*** Excerpted data Section Begins ***
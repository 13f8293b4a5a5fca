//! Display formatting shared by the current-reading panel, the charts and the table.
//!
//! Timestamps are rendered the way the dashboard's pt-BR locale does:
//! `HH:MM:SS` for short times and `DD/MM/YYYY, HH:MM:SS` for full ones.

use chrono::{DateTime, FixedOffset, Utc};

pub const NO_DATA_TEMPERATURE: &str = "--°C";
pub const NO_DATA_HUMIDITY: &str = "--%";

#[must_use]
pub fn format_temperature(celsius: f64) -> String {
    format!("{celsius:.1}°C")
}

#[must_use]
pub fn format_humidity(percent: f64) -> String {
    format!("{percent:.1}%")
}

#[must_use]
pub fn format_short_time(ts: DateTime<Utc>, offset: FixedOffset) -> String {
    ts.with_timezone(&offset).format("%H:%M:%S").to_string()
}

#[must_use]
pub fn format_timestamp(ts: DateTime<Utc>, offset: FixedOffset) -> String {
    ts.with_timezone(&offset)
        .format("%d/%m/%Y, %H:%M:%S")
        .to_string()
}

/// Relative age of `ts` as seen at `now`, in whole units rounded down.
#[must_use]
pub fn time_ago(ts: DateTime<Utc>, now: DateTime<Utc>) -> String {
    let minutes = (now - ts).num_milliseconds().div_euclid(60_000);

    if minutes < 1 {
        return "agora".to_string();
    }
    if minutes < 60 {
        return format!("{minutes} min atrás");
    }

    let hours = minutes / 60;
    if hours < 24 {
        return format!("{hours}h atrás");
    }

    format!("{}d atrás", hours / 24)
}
*** Excerpted data Section Ends ***
*** Excerpted data Section Begins ***
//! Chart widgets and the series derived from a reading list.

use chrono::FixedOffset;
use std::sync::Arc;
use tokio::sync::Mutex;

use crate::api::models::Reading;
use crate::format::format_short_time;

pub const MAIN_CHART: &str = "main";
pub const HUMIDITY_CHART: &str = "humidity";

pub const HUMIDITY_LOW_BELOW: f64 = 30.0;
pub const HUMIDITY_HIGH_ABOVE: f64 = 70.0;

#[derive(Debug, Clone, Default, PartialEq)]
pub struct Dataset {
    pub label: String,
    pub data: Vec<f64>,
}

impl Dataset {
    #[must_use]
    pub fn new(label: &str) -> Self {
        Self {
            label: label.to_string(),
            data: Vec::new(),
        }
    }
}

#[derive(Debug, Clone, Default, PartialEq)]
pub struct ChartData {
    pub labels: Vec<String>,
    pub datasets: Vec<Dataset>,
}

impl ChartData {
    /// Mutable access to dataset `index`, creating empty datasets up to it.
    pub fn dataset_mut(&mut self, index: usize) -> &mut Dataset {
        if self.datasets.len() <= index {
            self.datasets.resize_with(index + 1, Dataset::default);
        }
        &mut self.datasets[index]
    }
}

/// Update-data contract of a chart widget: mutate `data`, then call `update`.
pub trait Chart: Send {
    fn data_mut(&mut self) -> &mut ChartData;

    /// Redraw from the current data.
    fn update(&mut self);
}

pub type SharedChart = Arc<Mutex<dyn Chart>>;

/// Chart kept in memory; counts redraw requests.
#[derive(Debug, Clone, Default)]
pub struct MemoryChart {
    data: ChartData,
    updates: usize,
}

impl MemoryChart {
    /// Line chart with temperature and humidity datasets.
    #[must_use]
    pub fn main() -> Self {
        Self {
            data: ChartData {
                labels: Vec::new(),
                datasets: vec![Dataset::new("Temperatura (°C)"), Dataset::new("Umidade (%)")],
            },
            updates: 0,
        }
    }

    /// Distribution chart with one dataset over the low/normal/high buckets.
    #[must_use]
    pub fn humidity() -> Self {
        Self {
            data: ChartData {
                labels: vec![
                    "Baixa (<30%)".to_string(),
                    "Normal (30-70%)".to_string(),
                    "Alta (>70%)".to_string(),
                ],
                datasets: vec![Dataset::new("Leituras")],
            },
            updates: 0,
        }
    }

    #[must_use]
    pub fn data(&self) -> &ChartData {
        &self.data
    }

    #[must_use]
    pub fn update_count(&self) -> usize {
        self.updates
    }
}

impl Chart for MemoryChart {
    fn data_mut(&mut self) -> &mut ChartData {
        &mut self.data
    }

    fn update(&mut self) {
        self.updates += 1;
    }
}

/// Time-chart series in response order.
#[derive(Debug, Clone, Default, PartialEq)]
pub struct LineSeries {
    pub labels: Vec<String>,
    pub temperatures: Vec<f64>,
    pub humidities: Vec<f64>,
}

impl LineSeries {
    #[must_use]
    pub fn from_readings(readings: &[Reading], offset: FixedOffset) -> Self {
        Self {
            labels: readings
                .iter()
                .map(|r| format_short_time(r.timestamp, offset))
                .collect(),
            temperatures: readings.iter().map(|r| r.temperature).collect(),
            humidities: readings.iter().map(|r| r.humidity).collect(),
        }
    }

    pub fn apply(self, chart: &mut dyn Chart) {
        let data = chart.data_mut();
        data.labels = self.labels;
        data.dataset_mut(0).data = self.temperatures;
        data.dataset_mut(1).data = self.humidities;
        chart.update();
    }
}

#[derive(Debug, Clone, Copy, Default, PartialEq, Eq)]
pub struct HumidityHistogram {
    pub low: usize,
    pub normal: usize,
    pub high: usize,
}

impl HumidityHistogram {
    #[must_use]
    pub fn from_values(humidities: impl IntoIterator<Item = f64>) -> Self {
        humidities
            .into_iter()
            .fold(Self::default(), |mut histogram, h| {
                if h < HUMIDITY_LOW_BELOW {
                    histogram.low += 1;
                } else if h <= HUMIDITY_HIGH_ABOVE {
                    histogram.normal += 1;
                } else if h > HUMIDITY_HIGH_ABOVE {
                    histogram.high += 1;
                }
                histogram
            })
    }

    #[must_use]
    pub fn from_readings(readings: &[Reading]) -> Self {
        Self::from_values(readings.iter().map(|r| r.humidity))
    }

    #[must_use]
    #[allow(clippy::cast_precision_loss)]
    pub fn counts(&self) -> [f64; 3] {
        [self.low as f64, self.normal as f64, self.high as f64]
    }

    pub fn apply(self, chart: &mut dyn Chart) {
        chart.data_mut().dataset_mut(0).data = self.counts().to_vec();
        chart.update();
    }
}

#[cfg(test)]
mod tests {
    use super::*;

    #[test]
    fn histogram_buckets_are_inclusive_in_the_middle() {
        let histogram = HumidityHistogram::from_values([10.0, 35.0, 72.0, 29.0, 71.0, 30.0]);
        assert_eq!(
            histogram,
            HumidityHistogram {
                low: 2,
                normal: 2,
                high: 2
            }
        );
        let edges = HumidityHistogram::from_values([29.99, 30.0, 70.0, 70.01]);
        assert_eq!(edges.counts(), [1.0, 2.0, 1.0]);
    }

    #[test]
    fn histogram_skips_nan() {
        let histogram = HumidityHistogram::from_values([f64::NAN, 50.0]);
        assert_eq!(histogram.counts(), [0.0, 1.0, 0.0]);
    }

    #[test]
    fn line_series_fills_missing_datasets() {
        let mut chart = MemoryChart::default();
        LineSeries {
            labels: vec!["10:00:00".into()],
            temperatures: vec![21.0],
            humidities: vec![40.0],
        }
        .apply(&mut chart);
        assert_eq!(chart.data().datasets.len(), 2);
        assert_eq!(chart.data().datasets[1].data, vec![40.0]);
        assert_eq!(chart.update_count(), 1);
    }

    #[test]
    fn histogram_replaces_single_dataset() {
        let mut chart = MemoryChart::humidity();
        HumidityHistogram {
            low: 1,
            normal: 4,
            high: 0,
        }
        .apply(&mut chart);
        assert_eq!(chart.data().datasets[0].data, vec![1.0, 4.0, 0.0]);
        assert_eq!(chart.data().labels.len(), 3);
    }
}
*** Excerpted data Section Ends ***
> Instructions to follow
From the records above, reproduce exactly the lines from the one with "pub fn from_values(humidities: impl" to the one with "h > HUMIDITY_HIGH_ABOVE", both included, and no others.

> Task result
    pub fn from_values(humidities: impl IntoIterator<Item = f64>) -> Self {
        humidities
            .into_iter()
            .fold(Self::default(), |mut histogram, h| {
                if h < HUMIDITY_LOW_BELOW {
                    histogram.low += 1;
                } else if h <= HUMIDITY_HIGH_ABOVE {
                    histogram.normal += 1;
                } else if h > HUMIDITY_HIGH_ABOVE {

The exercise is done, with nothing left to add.